2.2. Factors Affecting the Electric Energy Demand

Due to the auto-regressive and periodic nature of electricity consumption, the historical or lagged load is a crucial factor to determine the electricity load. Huang and Shih [17] developed a univariate auto-regressive moving average (ARMA) model capable of handling both Gaussian and non-Gaussian processes. However, consideration of other factors which affect the electric energy demand is essential. As explained previously, the demand is also affected by weather/climate conditions, calendar parameters, and seasonal features. A time-varying periodic spline model with temperature as the exogenous variable was used in [18] and achieved the mean absolute percentage error (MAPE) value of about three. Using the same dataset for this study, Chapagain and Kittipiyakul [8] developed two MLR models and showed that the model with added temperature variables resulted in an at least 20% accuracy improvement.

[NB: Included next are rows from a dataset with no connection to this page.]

//! Timed-automaton system front-end: vloc/vedge enumeration and transition
//! data extraction (spec §4.4).
//!
//! `Ta` wraps a [`System`] and knows nothing about zones; it produces flat
//! clock-constraint/reset containers plus an integer-valuation transition
//! function, leaving the actual zone algebra to [`crate::zg`]/[`crate::refzg`].

use std::hash::{Hash, Hasher};
use std::sync::Arc;

use crate::dbm::{Constraint, Reset};
use crate::model::System;
use crate::vm;

/// An immutable, shared, ordered tuple of per-process location indices.
#[derive(Debug, Clone)]
pub struct Vloc(Arc<[usize]>);

impl Vloc {
    pub fn new(locations: Vec<usize>) -> Self {
        Vloc(locations.into())
    }
    pub fn locations(&self) -> &[usize] {
        &self.0
    }
    pub fn len(&self) -> usize {
        self.0.len()
    }
    pub fn is_empty(&self) -> bool {
        self.0.is_empty()
    }
}

impl PartialEq for Vloc {
    fn eq(&self, other: &Self) -> bool {
        self.0 == other.0
    }
}
impl Eq for Vloc {}
impl Hash for Vloc {
    fn hash<H: Hasher>(&self, state: &mut H) {
        self.0.hash(state)
    }
}

/// An immutable, shared, ordered tuple of bounded integer values.
#[derive(Debug, Clone)]
pub struct IntVal(Arc<[i32]>);

impl IntVal {
    pub fn new(values: Vec<i32>) -> Self {
        IntVal(values.into())
    }
    pub fn values(&self) -> &[i32] {
        &self.0
    }
}

impl PartialEq for IntVal {
    fn eq(&self, other: &Self) -> bool {
        self.0 == other.0
    }
}
impl Eq for IntVal {}
impl Hash for IntVal {
    fn hash<H: Hasher>(&self, state: &mut H) {
        self.0.hash(state)
    }
}

/// For each process, either the id of the edge that fired, or `None` if
/// the process was not involved in this synchronisation.
#[derive(Debug, Clone, PartialEq, Eq)]
pub struct Vedge(Arc<[Option<usize>]>);

impl Vedge {
    pub fn new(edges: Vec<Option<usize>>) -> Self {
        Vedge(edges.into())
    }
    pub fn entries(&self) -> &[Option<usize>] {
        &self.0
    }
}

/// Status codes returned by [`Ta::initial`]/[`Ta::next`] (spec §4.4). Not
/// errors — a typed outcome the caller inspects and, on anything but `Ok`,
/// drops the candidate successor.
#[derive(Debug, Clone, Copy, PartialEq, Eq)]
#[non_exhaustive]
pub enum Status {
    Ok,
    IntVarsSrcInvariantViolated,
    ClocksSrcInvariantViolated,
    IntVarsGuardViolated,
    ClocksGuardViolated,
    IntVarsStatementFailed,
    IntVarsTgtInvariantViolated,
    ClocksTgtInvariantViolated,
    ClocksEmptySync,
    ClocksEmptySpread,
    IncompatibleEdge,
}

impl Status {
    pub fn is_ok(self) -> bool {
        matches!(self, Status::Ok)
    }
}

/// The flat clock-constraint/reset data extracted for one candidate
/// transition, before any zone operation is applied.
#[derive(Debug, Clone)]
pub struct TransitionData {
    pub src_invariant: Vec<Constraint>,
    pub guard: Vec<Constraint>,
    pub resets: Vec<Reset>,
    pub tgt_invariant: Vec<Constraint>,
}

/// One candidate outgoing synchronisation: a vedge plus, for every
/// participating process, the edge it offers.
#[derive(Debug, Clone)]
pub struct OutgoingValue {
    pub vedge: Vedge,
}

pub struct Ta {
    system: Arc<System>,
}

impl Ta {
    pub fn new(system: Arc<System>) -> Self {
        Ta { system }
    }

    pub fn system(&self) -> &System {
        &self.system
    }

    pub fn system_arc(&self) -> Arc<System> {
        Arc::clone(&self.system)
    }

    pub fn n_clocks(&self) -> usize {
        self.system.n_clocks
    }

    /// Enumerates initial vlocs: the cartesian product of each process's
    /// initial locations. Empty if any process declares none (spec §4.4:
    /// "valid iff every process has an initial location").
    pub fn initial_vlocs(&self) -> Vec<Vloc> {
        let mut per_process: Vec<Vec<usize>> = Vec::new();
        for p in &self.system.processes {
            let inits = p.initial_locations();
            if inits.is_empty() {
                return Vec::new();
            }
            per_process.push(inits);
        }
        cartesian(&per_process).into_iter().map(Vloc::new).collect()
    }

    /// Checks the initial state's invariants and produces its status plus
    /// the `(src_invariant, tgt_invariant)` data needed to build the zone
    /// (there is no guard/reset: initial states start from the universal
    /// zone, per [`crate::semantics`]).
    pub fn initial(&self, vloc: &Vloc, intval: &IntVal) -> (Status, TransitionData) {
        let ints = vloc
            .locations()
            .iter()
            .zip(&self.system.processes)
            .map(|(&l, p)| p.locations[l].ints_invariant());
        for g in ints {
            if !vm::eval_guard(&g, intval.values()) {
                return (Status::IntVarsTgtInvariantViolated, TransitionData::empty());
            }
        }
        let mut tgt_invariant = Vec::new();
        for (&l, p) in vloc.locations().iter().zip(&self.system.processes) {
            tgt_invariant.extend(p.locations[l].clocks_invariant().to_constraints());
        }
        (Status::Ok, TransitionData { src_invariant: Vec::new(), guard: Vec::new(), resets: Vec::new(), tgt_invariant })
    }

    /// Enumerates outgoing values from `vloc`: every asynchronous edge and
    /// every maximal synchronisation of edges sharing an action label,
    /// each combination in deterministic (lowest process/edge id first)
    /// order, per spec §4.7's reproducibility requirement.
    pub fn outgoing_values(&self, vloc: &Vloc) -> Vec<OutgoingValue> {
        let n = self.system.processes.len();
        let mut by_label: std::collections::BTreeMap<String, Vec<Vec<(usize, usize)>>> =
            std::collections::BTreeMap::new();
        let mut out = Vec::new();

        for (pidx, p) in self.system.processes.iter().enumerate() {
            let loc = vloc.locations()[pidx];
            for (eidx, e) in p.edges_from(loc) {
                match &e.sync {
                    None => {
                        let mut entries = vec![None; n];
                        entries[pidx] = Some(eidx);
                        out.push(OutgoingValue { vedge: Vedge::new(entries) });
                    }
                    Some(label) => {
                        by_label.entry(label.clone()).or_default().push(vec![(pidx, eidx)]);
                    }
                }
            }
        }

        // Group per-process offers by label, then take the cartesian
        // product across participating processes (lowest process id
        // first, as the BTreeMap + stable push order already guarantee).
        let mut grouped: std::collections::BTreeMap<String, Vec<Vec<(usize, usize)>>> =
            std::collections::BTreeMap::new();
        for (label, offers) in by_label {
            let mut per_process: std::collections::BTreeMap<usize, Vec<usize>> = std::collections::BTreeMap::new();
            for offer in offers {
                let (pidx, eidx) = offer[0];
                per_process.entry(pidx).or_default().push(eidx);
            }
            let choices: Vec<Vec<usize>> = per_process.values().cloned().collect();
            let pidxs: Vec<usize> = per_process.keys().cloned().collect();
            for combo in cartesian(&choices) {
                let mut row = Vec::with_capacity(combo.len());
                for (pidx, eidx) in pidxs.iter().zip(combo.iter()) {
                    row.push((*pidx, *eidx));
                }
                grouped.entry(label.clone()).or_default().push(row);
            }
        }
        for (_label, combos) in grouped {
            for combo in combos {
                let mut entries = vec![None; n];
                for (pidx, eidx) in combo {
                    entries[pidx] = Some(eidx);
                }
                out.push(OutgoingValue { vedge: Vedge::new(entries) });
            }
        }
        out
    }

    /// Fires `outgoing` from `(vloc, intval)`: evaluates the integer-VM
    /// side first (cheap, no zone needed), then returns the flat clock
    /// data for the caller's semantics to apply, plus the successor vloc
    /// and intval.
    #[allow(clippy::type_complexity)]
    pub fn next(
        &self,
        vloc: &Vloc,
        intval: &IntVal,
        outgoing: &OutgoingValue,
    ) -> (Status, Option<(Vloc, IntVal, TransitionData)>) {
        let mut src_invariant = Vec::new();
        let mut guard = Vec::new();
        let mut resets = Vec::new();
        let mut new_locs = vloc.locations().to_vec();
        let mut vals = intval.values().to_vec();
        let bounds: Vec<(i32, i32)> = self.system.int_vars.iter().map(|d| (d.min, d.max)).collect();

        for (pidx, entry) in outgoing.vedge.entries().iter().enumerate() {
            let Some(eidx) = entry else { continue };
            let p = &self.system.processes[pidx];
            let loc = vloc.locations()[pidx];
            src_invariant.extend(p.locations[loc].clocks_invariant().to_constraints());
            if !vm::eval_guard(&p.locations[loc].ints_invariant(), &vals) {
                return (Status::IntVarsSrcInvariantViolated, None);
            }
            let edge = &p.edges[*eidx];
            guard.extend(edge.guard_clocks.to_constraints());
            if !vm::eval_guard(&edge.guard_ints, &vals) {
                return (Status::IntVarsGuardViolated, None);
            }
            match vm::exec_stmt(&edge.stmt, &vals, &bounds) {
                None => return (Status::IntVarsStatementFailed, None),
                Some(v) => vals = v,
            }
            resets.extend(edge.resets.iter().cloned());
            new_locs[pidx] = edge.tgt;
        }

        let mut tgt_invariant = Vec::new();
        for (pidx, &loc) in new_locs.iter().enumerate() {
            let p = &self.system.processes[pidx];
            if !vm::eval_guard(&p.locations[loc].ints_invariant(), &vals) {
                return (Status::IntVarsTgtInvariantViolated, None);
            }
            tgt_invariant.extend(p.locations[loc].clocks_invariant().to_constraints());
        }

        let data = TransitionData { src_invariant, guard, resets, tgt_invariant };
        (Status::Ok, Some((Vloc::new(new_locs), IntVal::new(vals), data)))
    }

    /// The union of label sets carried by the locations of `vloc`.
    pub fn labels(&self, vloc: &Vloc) -> std::collections::HashSet<String> {
        let mut out = std::collections::HashSet::new();
        for (pidx, &loc) in vloc.locations().iter().enumerate() {
            out.extend(self.system.processes[pidx].locations[loc].labels.iter().cloned());
        }
        out
    }

    /// A state is a valid point to test against the target labels unless
    /// some process sits in a committed location, which must fire before
    /// the state is considered "settled" (spec §3's committed flag).
    pub fn is_valid_final(&self, vloc: &Vloc) -> bool {
        !vloc.locations().iter().zip(&self.system.processes).any(|(&l, p)| p.locations[l].committed)
    }
}

impl TransitionData {
    fn empty() -> Self {
        TransitionData { src_invariant: Vec::new(), guard: Vec::new(), resets: Vec::new(), tgt_invariant: Vec::new() }
    }
}

fn cartesian<T: Clone>(choices: &[Vec<T>]) -> Vec<Vec<T>> {
    let mut out = vec![Vec::new()];
    for choice in choices {
        let mut next = Vec::with_capacity(out.len() * choice.len().max(1));
        for prefix in &out {
            for c in choice {
                let mut row = prefix.clone();
                row.push(c.clone());
                next.push(row);
            }
        }
        out = next;
    }
    out
}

In [4], calendar parameters such as year, month, day of the week, and hour; and seasonal features such as holidays and special days, were taken into account as driving factors for the demand and used, along with other essential factors, to develop many predictive models. In general, these factors are called deterministic variables. The demand on weekdays has significantly different patterns compared to the demand on weekends [19]. Specifically, weekday demand is considerably higher and more stable compared to weekend demand due to the presence of industrial sector operations on weekdays. Holidays, whether on weekdays or weekends, see much lower demand. Therefore, we needed to assign dummy variables to represent the seven days of the week as weekdays, weekends, and holidays so that the different day types would be clearly specified.

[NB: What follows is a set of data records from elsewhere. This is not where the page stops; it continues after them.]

//! Standard zone graph (spec §4.5): a transition system over `(vloc, intval,
//! zone)` states, wiring [`crate::ta::Ta`] + [`crate::semantics`] +
//! [`crate::extrapolation`] into the single `initial`/`next` interface
//! [`crate::covreach`] drives.

use std::sync::Arc;

use crate::dbm::Dbm;
use crate::extrapolation::Extrapolation;
use crate::semantics::{self, SemanticsResult};
use crate::ta::{IntVal, OutgoingValue, Status, Ta, Vedge, Vloc};

#[derive(Debug, Clone, PartialEq)]
pub struct ZgState {
    pub vloc: Vloc,
    pub intval: IntVal,
    pub zone: Dbm,
}

#[derive(Debug, Clone)]
pub struct ZgTransition {
    pub vedge: Vedge,
}

/// Whether successors elapse time after applying the target invariant,
/// per spec §4.3's `Standard`/`Elapsed` distinction.
#[derive(Debug, Clone, Copy, PartialEq, Eq)]
pub enum Elapse {
    No,
    Yes,
}

pub struct Zg {
    ta: Ta,
    extrapolation: Arc<dyn Extrapolation>,
    elapse: Elapse,
}

impl Zg {
    pub fn new(ta: Ta, extrapolation: Arc<dyn Extrapolation>, elapse: Elapse) -> Self {
        Zg { ta, extrapolation, elapse }
    }

    pub fn ta(&self) -> &Ta {
        &self.ta
    }

    /// All initial states, each already extrapolated (spec §4.5: the
    /// extrapolation is applied to every zone that enters the graph, not
    /// only to `next`-produced ones, so initial states are covered the same
    /// way as successors).
    pub fn initial(&self) -> Vec<(Status, ZgState)> {
        let mut out = Vec::new();
        for vloc in self.ta.initial_vlocs() {
            let intval = IntVal::new(self.ta.system().initial_int_values());
            let (status, data) = self.ta.initial(&vloc, &intval);
            if !status.is_ok() {
                out.push((status, ZgState { vloc, intval, zone: Dbm::empty(self.ta.n_clocks() + 1) }));
                continue;
            }
            let dim = self.ta.n_clocks() + 1;
            let result = match self.elapse {
                Elapse::No => semantics::initial_zone::<Dbm>(dim, &data, false),
                Elapse::Yes => semantics::initial_zone::<Dbm>(dim, &data, true),
            };
            match result {
                SemanticsResult::Ok(mut zone) => {
                    let _ = self.extrapolation.extrapolate(&mut zone, &vloc);
                    out.push((Status::Ok, ZgState { vloc, intval, zone }));
                }
                SemanticsResult::Failed(status) => {
                    out.push((status, ZgState { vloc, intval, zone: Dbm::empty(dim) }));
                }
            }
        }
        out
    }

    pub fn outgoing(&self, state: &ZgState) -> Vec<OutgoingValue> {
        self.ta.outgoing_values(&state.vloc)
    }

    /// Fires `outgoing` from `state`, applying semantics then extrapolation.
    /// Mirrors [`crate::ta::Ta::next`]'s `(Status, Option<...>)` shape.
    pub fn next(&self, state: &ZgState, outgoing: &OutgoingValue) -> (Status, Option<(ZgState, ZgTransition)>) {
        let (status, next) = self.ta.next(&state.vloc, &state.intval, outgoing);
        let Some((vloc, intval, data)) = next else {
            return (status, None);
        };
        let result = match self.elapse {
            Elapse::No => semantics::standard_next(&state.zone, &data),
            Elapse::Yes => semantics::elapsed_next(&state.zone, &data),
        };
        match result {
            SemanticsResult::Ok(mut zone) => {
                let _ = self.extrapolation.extrapolate(&mut zone, &vloc);
                (Status::Ok, Some((ZgState { vloc, intval, zone }, ZgTransition { vedge: outgoing.vedge.clone() })))
            }
            SemanticsResult::Failed(status) => (status, None),
        }
    }
}

#[cfg(test)]
mod tests {
    use super::*;
    use crate::extrapolation::NoExtrapolation;
    use crate::model::{IntVarDecl, Location, Process, System};
    use std::sync::Arc as StdArc;

    fn trivial_system() -> StdArc<System> {
        let loc = Location {
            name: "l0".into(),
            initial: true,
            urgent: false,
            committed: false,
            is_final: true,
            invariant_clocks: None,
            invariant_ints: None,
            labels: Default::default(),
        };
        let p = Process { name: "P".into(), locations: vec![loc], edges: vec![] };
        StdArc::new(System { processes: vec![p], n_clocks: 1, int_vars: Vec::<IntVarDecl>::new() })
    }

    #[test]
    fn initial_has_one_state_with_no_outgoing() {
        let system = trivial_system();
        let ta = Ta::new(system);
        let zg = Zg::new(ta, StdArc::new(NoExtrapolation), Elapse::No);
        let inits = zg.initial();
        assert_eq!(inits.len(), 1);
        assert!(inits[0].0.is_ok());
        assert!(zg.outgoing(&inits[0].1).is_empty());
    }
}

Since we used the same dataset as in [4], we used a similar set of dummy variables to represent the deterministic variables. Holidays/special days, such as bridging working days between weekends and a major holiday or days before and after major holidays, also affect the electric demand, and ignorance of their effects in a model can result in a severe dip in accuracy. Non-stationarity in the data series due to special days can be overcome by either introducing dummy variables or creating separate models for each hour or half-hour. With the same dataset we used, Chapagain et al. [4] selected both options and obtained better results. Since it is a Thai electric demand dataset, the special day factors considered were Newyear, Songkran, etc. To make the predictions more accurate, they introduced a series of dummy variables representing different holiday types and the days before/after special days, as in [20].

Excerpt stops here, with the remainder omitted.